* **Data listing**
%%

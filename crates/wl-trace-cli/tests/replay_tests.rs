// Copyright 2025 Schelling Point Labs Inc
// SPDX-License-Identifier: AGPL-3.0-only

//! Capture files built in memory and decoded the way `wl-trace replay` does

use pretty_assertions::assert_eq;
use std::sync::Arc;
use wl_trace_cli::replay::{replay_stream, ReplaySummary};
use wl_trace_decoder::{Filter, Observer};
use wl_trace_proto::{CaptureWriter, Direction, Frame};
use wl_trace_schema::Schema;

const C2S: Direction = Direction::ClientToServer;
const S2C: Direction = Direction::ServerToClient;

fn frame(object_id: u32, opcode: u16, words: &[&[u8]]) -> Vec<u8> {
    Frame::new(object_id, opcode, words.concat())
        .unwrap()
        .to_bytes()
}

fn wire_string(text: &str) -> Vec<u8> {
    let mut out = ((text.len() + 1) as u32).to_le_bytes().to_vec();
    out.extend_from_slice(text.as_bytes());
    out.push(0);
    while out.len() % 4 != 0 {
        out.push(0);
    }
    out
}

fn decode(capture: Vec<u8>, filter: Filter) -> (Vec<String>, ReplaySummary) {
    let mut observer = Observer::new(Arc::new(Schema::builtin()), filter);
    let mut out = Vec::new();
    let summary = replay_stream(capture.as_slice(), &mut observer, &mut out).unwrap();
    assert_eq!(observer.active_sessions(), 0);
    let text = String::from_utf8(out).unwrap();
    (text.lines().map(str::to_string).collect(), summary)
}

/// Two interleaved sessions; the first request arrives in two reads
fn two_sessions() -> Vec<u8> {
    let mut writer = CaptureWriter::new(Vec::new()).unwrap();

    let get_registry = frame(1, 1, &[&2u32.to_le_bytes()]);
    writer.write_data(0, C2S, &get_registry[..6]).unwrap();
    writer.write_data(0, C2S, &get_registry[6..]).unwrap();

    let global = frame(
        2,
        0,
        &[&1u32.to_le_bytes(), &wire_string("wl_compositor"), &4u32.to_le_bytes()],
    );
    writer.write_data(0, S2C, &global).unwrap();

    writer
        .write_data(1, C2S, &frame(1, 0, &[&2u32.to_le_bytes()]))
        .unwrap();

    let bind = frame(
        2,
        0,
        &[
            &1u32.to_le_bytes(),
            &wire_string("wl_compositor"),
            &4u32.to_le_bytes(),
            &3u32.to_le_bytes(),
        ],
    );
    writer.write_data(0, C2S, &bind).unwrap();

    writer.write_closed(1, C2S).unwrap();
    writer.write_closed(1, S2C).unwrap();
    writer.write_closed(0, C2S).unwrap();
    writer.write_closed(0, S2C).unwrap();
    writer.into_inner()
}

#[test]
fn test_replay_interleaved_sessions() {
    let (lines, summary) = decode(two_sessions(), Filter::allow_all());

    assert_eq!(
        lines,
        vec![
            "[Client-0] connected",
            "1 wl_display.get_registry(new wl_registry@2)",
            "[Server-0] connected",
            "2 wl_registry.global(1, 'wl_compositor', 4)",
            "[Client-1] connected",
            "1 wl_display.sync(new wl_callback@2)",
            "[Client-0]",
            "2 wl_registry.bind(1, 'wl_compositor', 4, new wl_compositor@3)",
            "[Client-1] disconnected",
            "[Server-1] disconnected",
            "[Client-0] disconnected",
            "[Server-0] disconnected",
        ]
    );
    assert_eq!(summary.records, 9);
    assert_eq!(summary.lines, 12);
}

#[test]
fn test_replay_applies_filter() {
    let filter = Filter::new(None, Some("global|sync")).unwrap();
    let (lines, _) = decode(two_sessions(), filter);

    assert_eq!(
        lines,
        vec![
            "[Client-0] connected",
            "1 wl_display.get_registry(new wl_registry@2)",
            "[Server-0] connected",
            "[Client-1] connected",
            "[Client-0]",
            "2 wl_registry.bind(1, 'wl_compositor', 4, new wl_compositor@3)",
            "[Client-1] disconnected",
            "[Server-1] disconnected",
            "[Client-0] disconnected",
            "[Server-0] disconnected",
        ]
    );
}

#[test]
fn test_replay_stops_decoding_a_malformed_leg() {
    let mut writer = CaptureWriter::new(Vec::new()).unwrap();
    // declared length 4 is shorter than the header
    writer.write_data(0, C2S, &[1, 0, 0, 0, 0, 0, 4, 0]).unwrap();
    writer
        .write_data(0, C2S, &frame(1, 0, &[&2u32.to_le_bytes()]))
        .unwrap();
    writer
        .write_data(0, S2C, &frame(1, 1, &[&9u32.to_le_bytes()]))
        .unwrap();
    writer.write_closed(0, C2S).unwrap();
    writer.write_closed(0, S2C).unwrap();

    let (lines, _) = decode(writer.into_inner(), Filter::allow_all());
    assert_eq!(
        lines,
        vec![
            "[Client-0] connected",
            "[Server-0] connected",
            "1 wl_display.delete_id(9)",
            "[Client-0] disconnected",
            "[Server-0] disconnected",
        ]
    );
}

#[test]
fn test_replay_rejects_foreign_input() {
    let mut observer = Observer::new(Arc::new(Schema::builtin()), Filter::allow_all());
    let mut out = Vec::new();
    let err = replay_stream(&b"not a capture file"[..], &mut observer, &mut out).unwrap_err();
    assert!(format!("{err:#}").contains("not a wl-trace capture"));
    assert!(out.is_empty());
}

%%
%%

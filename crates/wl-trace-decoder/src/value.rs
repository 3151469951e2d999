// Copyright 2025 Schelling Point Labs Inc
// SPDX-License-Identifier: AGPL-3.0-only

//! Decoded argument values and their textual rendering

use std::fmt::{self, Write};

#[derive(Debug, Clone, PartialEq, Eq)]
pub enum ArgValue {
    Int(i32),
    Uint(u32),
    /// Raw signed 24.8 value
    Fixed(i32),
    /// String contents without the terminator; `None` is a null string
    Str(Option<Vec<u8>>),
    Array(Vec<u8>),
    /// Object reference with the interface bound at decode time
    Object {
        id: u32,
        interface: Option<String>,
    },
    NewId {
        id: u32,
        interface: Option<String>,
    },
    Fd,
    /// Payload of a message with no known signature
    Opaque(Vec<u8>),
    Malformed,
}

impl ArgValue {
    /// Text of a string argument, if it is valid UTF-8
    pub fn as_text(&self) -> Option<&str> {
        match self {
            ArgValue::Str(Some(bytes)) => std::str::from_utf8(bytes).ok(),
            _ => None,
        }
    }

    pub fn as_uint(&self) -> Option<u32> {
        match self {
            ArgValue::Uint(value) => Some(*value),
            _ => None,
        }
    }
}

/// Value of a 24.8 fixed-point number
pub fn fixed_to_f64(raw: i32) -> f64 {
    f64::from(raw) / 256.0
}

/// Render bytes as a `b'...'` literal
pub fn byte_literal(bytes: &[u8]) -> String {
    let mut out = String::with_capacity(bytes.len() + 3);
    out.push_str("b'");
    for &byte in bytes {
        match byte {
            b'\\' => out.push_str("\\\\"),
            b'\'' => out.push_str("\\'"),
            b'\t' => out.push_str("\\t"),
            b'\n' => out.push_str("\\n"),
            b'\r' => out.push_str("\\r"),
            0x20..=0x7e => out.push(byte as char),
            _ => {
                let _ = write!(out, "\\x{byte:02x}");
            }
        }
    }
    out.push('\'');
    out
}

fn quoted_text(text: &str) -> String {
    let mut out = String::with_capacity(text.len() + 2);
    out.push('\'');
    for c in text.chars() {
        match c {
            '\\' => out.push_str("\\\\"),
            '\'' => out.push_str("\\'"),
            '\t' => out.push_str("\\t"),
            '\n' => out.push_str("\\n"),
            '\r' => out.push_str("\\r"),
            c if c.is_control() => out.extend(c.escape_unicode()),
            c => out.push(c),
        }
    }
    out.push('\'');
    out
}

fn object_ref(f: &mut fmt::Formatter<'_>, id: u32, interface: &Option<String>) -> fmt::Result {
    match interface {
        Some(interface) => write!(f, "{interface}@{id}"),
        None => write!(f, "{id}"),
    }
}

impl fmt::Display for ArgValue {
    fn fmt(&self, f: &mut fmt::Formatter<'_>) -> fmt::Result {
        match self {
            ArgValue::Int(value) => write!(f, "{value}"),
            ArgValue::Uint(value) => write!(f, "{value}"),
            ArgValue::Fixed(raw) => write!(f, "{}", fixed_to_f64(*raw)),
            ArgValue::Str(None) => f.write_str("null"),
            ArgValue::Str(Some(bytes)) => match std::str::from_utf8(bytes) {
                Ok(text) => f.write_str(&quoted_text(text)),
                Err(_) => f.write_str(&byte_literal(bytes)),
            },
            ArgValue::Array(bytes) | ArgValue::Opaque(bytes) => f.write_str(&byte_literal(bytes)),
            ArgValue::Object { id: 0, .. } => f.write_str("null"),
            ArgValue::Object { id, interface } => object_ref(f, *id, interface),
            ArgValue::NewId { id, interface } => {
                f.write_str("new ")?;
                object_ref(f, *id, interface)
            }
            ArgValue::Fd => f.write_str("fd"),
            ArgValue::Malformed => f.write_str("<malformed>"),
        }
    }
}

%%

* **What you should do**
In the listing above, find the line containing "observer = Observer::new(Arc::new(Schema::builtin()), filter);" and the line containing "fn two_sessions() ->", then retype both and every line between them exactly, with nothing else.

* **Reply to the exercise**
    let mut observer = Observer::new(Arc::new(Schema::builtin()), filter);
    let mut out = Vec::new();
    let summary = replay_stream(capture.as_slice(), &mut observer, &mut out).unwrap();
    assert_eq!(observer.active_sessions(), 0);
    let text = String::from_utf8(out).unwrap();
    (text.lines().map(str::to_string).collect(), summary)
}

/// Two interleaved sessions; the first request arrives in two reads
fn two_sessions() -> Vec<u8> {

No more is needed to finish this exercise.